Public Story
SENIORS IN SOLITUDE
Barcelona, Spain | 2020
What happens when you are unable to say goodbye? What should you do when that inevitable farewell, death and subsequent funeral comes in such an inconceivable manner? Our imagined scenarios have been wiped out by COVID-19 in a single blow.
Seniors in Solitude is a photographic tour through nursing homes in Catalonia during the state of alarm declared due to the pandemic. Nursing homes have become one of the tragic focal points in the health crisis caused by the coronavirus in Spain, one of the countries hardest hit by the pandemic, figures top more than 50,000 deaths, according to official data. Half of these deaths correspond to the elderly: in 2020, more than 25,000 died of coronavirus in nursing homes in Spain, mostly isolated and unable to say goodbye to their relatives.
This story take us into nursing homes during the months of March, April and May, when the lack of means of protection, misinformation and fear dominated almost everything. It includes the story of Marita, whose mother died in a nursing home on Easter Sunday, and her frustration at the lack of response from the health authorities, or the despair of Julia, the director of a nursing home who lost twelve of her twenty-seven elderly in a month. It is the result of a monitoring of the situation in nursing homes to show what was happening there while the country was confined.

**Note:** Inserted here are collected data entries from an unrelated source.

//! Engine integration tests: event flow, scheduling, lockstep determinism

use hinterland_ai::core::config::AiConfig;
use hinterland_ai::core::types::{
    BuildingId, BuildingTypeId, Coords, Direction, FlagId, GameTime, PlayerId, ResourceId, ShipId,
    TeamId, WarehouseId,
};
use hinterland_ai::game::buildings::{BuildingCategory, BuildingDescr, BuildingSize};
use hinterland_ai::game::commands::{Command, CommandLog};
use hinterland_ai::game::coordinator::GameCoordinator;
use hinterland_ai::game::events::GameEvent;
use hinterland_ai::game::view::{AreaSummary, GameView, RoadCheck};
use hinterland_ai::player::AiPlayer;

const SECOND: GameTime = 1_000;

/// Scriptable in-memory world for engine tests
#[derive(Default)]
struct FakeView {
    time: GameTime,
    players: Vec<(PlayerId, TeamId, u32, u32)>,
    buildable: Vec<Coords>,
    summary: AreaSummary,
    flags: Vec<(FlagId, Coords)>,
    seafaring: bool,
}

impl GameView for FakeView {
    fn time(&self) -> GameTime {
        self.time
    }

    fn players(&self) -> Vec<PlayerId> {
        self.players.iter().map(|p| p.0).collect()
    }

    fn player_team(&self, player: PlayerId) -> TeamId {
        self.players
            .iter()
            .find(|p| p.0 == player)
            .map_or(TeamId::NONE, |p| p.1)
    }

    fn player_land(&self, player: PlayerId) -> u32 {
        self.players
            .iter()
            .find(|p| p.0 == player)
            .map_or(0, |p| p.2)
    }

    fn player_power(&self, player: PlayerId) -> u32 {
        self.players
            .iter()
            .find(|p| p.0 == player)
            .map_or(0, |p| p.3)
    }

    fn player_casualties(&self, _player: PlayerId) -> u32 {
        0
    }

    fn owns_field(&self, _player: PlayerId, coords: Coords) -> bool {
        self.buildable.contains(&coords)
    }

    fn is_visible(&self, _player: PlayerId, _coords: Coords) -> bool {
        true
    }

    fn area_summary(&self, _player: PlayerId, _coords: Coords, _radius: u16) -> AreaSummary {
        self.summary
    }

    fn own_buildable_fields(&self, _player: PlayerId) -> Vec<Coords> {
        self.buildable.clone()
    }

    fn own_mineable_fields(&self, _player: PlayerId) -> Vec<(Coords, ResourceId)> {
        Vec::new()
    }

    fn mine_resource_amount(&self, _coords: Coords) -> u8 {
        0
    }

    fn own_flags(&self, _player: PlayerId) -> Vec<FlagId> {
        self.flags.iter().map(|f| f.0).collect()
    }

    fn flag_position(&self, flag: FlagId) -> Option<Coords> {
        self.flags.iter().find(|f| f.0 == flag).map(|f| f.1)
    }

    fn flag_road_count(&self, _flag: FlagId) -> Option<u8> {
        Some(2)
    }

    fn flag_has_building(&self, _flag: FlagId) -> bool {
        true
    }

    fn same_economy(&self, _a: FlagId, _b: FlagId) -> bool {
        true
    }

    fn road_distance(&self, _from: FlagId, _to: FlagId) -> Option<u32> {
        None
    }

    fn warehouse_distance(&self, _flag: FlagId) -> Option<(u32, WarehouseId)> {
        None
    }

    fn flags_in_radius(&self, coords: Coords, radius: u16) -> Vec<(FlagId, Coords)> {
        self.flags
            .iter()
            .filter(|(_, c)| coords.air_distance(c) <= u32::from(radius))
            .copied()
            .collect()
    }

    fn possible_road_length(&self, _from: Coords, _to: Coords, _check: RoadCheck) -> Option<u32> {
        None
    }

    fn site_productivity(&self, _building: BuildingId) -> Option<u8> {
        None
    }

    fn site_defenders(&self, _building: BuildingId) -> Option<u32> {
        None
    }

    fn site_owner(&self, _building: BuildingId) -> Option<PlayerId> {
        None
    }

    fn available_attack_soldiers(&self, _player: PlayerId, _flag: FlagId) -> u32 {
        0
    }

    fn soldier_status(&self, _player: PlayerId) -> (u32, u32) {
        (4, 8)
    }

    fn ship_position(&self, _ship: ShipId) -> Option<Coords> {
        None
    }

    fn water_openness(&self, _coords: Coords, _direction: Direction) -> u32 {
        0
    }

    fn map_allows_seafaring(&self) -> bool {
        self.seafaring
    }
}

fn catalog() -> Vec<BuildingDescr> {
    vec![
        BuildingDescr {
            type_id: BuildingTypeId(1),
            category: BuildingCategory::Production,
            size: BuildingSize::Small,
            basic_economy: true,
            mined_resource: None,
            max_soldiers: 0,
            upgrade_to: None,
            inputs: Vec::new(),
            prohibited_till: 0,
        },
        BuildingDescr {
            type_id: BuildingTypeId(2),
            category: BuildingCategory::Military,
            size: BuildingSize::Small,
            basic_economy: false,
            mined_resource: None,
            max_soldiers: 6,
            upgrade_to: None,
            inputs: Vec::new(),
            prohibited_till: 0,
        },
    ]
}

fn fertile_view() -> FakeView {
    let mut view = FakeView::default();
    view.players = vec![
        (PlayerId(1), TeamId::NONE, 120, 300),
        (PlayerId(2), TeamId::NONE, 100, 250),
    ];
    view.buildable = vec![Coords::new(5, 5), Coords::new(8, 5)];
    view.summary = AreaSummary {
        trees: 14,
        rocks: 4,
        unowned_land: 6,
        near_border: true,
        buildcap: BuildingSize::Small,
        ..AreaSummary::default()
    };
    view
}

fn run_engine(seed: u64, ticks: u32) -> CommandLog {
    let mut engine = AiPlayer::new(
        PlayerId(1),
        AiConfig::default(),
        seed,
        GameCoordinator::new_handle(),
        catalog(),
    );
    let mut view = fertile_view();
    let mut log = CommandLog::new();
    for tick in 0..ticks {
        view.time = tick * 500;
        engine.think(&view, &mut log);
    }
    log
}

#[test]
fn test_engine_eventually_builds_something() {
    // Two minutes of fertile, undisturbed territory: the basic-economy
    // bootstrap must produce at least one construction request.
    let log = run_engine(5, 240);
    let builds = log.count_matching(|c| matches!(c, Command::BuildBuilding { .. }));
    assert!(builds >= 1, "expected at least one construction command");
}

#[test]
fn test_lockstep_determinism_same_seed() {
    let a = run_engine(99, 300);
    let b = run_engine(99, 300);
    assert_eq!(a.commands, b.commands);
}

#[test]
fn test_different_seeds_may_diverge_but_stay_valid() {
    // Different genomes, same world: both runs stay panic-free and only
    // issue commands for coordinates the player owns.
    for seed in [1u64, 2, 3] {
        let log = run_engine(seed, 240);
        for command in &log.commands {
            if let Command::BuildBuilding { coords, .. } = command {
                assert!(fertile_view().buildable.contains(coords));
            }
        }
    }
}

#[test]
fn test_building_events_counted_once() {
    let mut engine = AiPlayer::new(
        PlayerId(1),
        AiConfig::default(),
        7,
        GameCoordinator::new_handle(),
        catalog(),
    );
    let mut view = fertile_view();
    let mut log = CommandLog::new();

    // Construction site first, then the finished building
    engine.push_event(GameEvent::BuildingGained {
        building: BuildingId(50),
        building_type: BuildingTypeId(2),
        category: BuildingCategory::Military,
        coords: Coords::new(5, 5),
        flag: FlagId(50),
        finished: false,
    });
    view.time = SECOND;
    engine.think(&view, &mut log);

    engine.push_event(GameEvent::BuildingGained {
        building: BuildingId(50),
        building_type: BuildingTypeId(2),
        category: BuildingCategory::Military,
        coords: Coords::new(5, 5),
        flag: FlagId(50),
        finished: true,
    });
    engine.push_event(GameEvent::BuildingLost {
        building: BuildingId(50),
        building_type: BuildingTypeId(2),
        category: BuildingCategory::Military,
    });
    view.time = 2 * SECOND;
    engine.think(&view, &mut log);

    // Gained then lost: the persistent record still saves cleanly and a
    // fresh review reflects zero military presence.
    let record = engine.persistent_dna().clone();
    record.check_sizes();
}

#[test]
fn test_landlocked_game_never_issues_naval_commands() {
    let log = run_engine(11, 300);
    let naval = log.count_matching(|c| {
        matches!(
            c,
            Command::StartExpedition { .. }
                | Command::ExpeditionScout { .. }
                | Command::CancelExpedition { .. }
                | Command::ExpeditionConstructPort { .. }
        )
    });
    assert_eq!(naval, 0);
}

These photographs evoke the emotions that were experienced inside nursing homes during the worst weeks of the state of emergency caused by covid-19: loneliness, fear, isolation, fragility, sadness, documenting the most serious consequences of the pandemic: the death of thousands of people. And they do so respecting the privacy of that group that lived through a civil war and the post-war hardships, the Franco regime, the transition to democracy, the arrival of the new century and, now, a pandemic.
This essay was carried out accompanying emergency teams from the NGO Open Arms.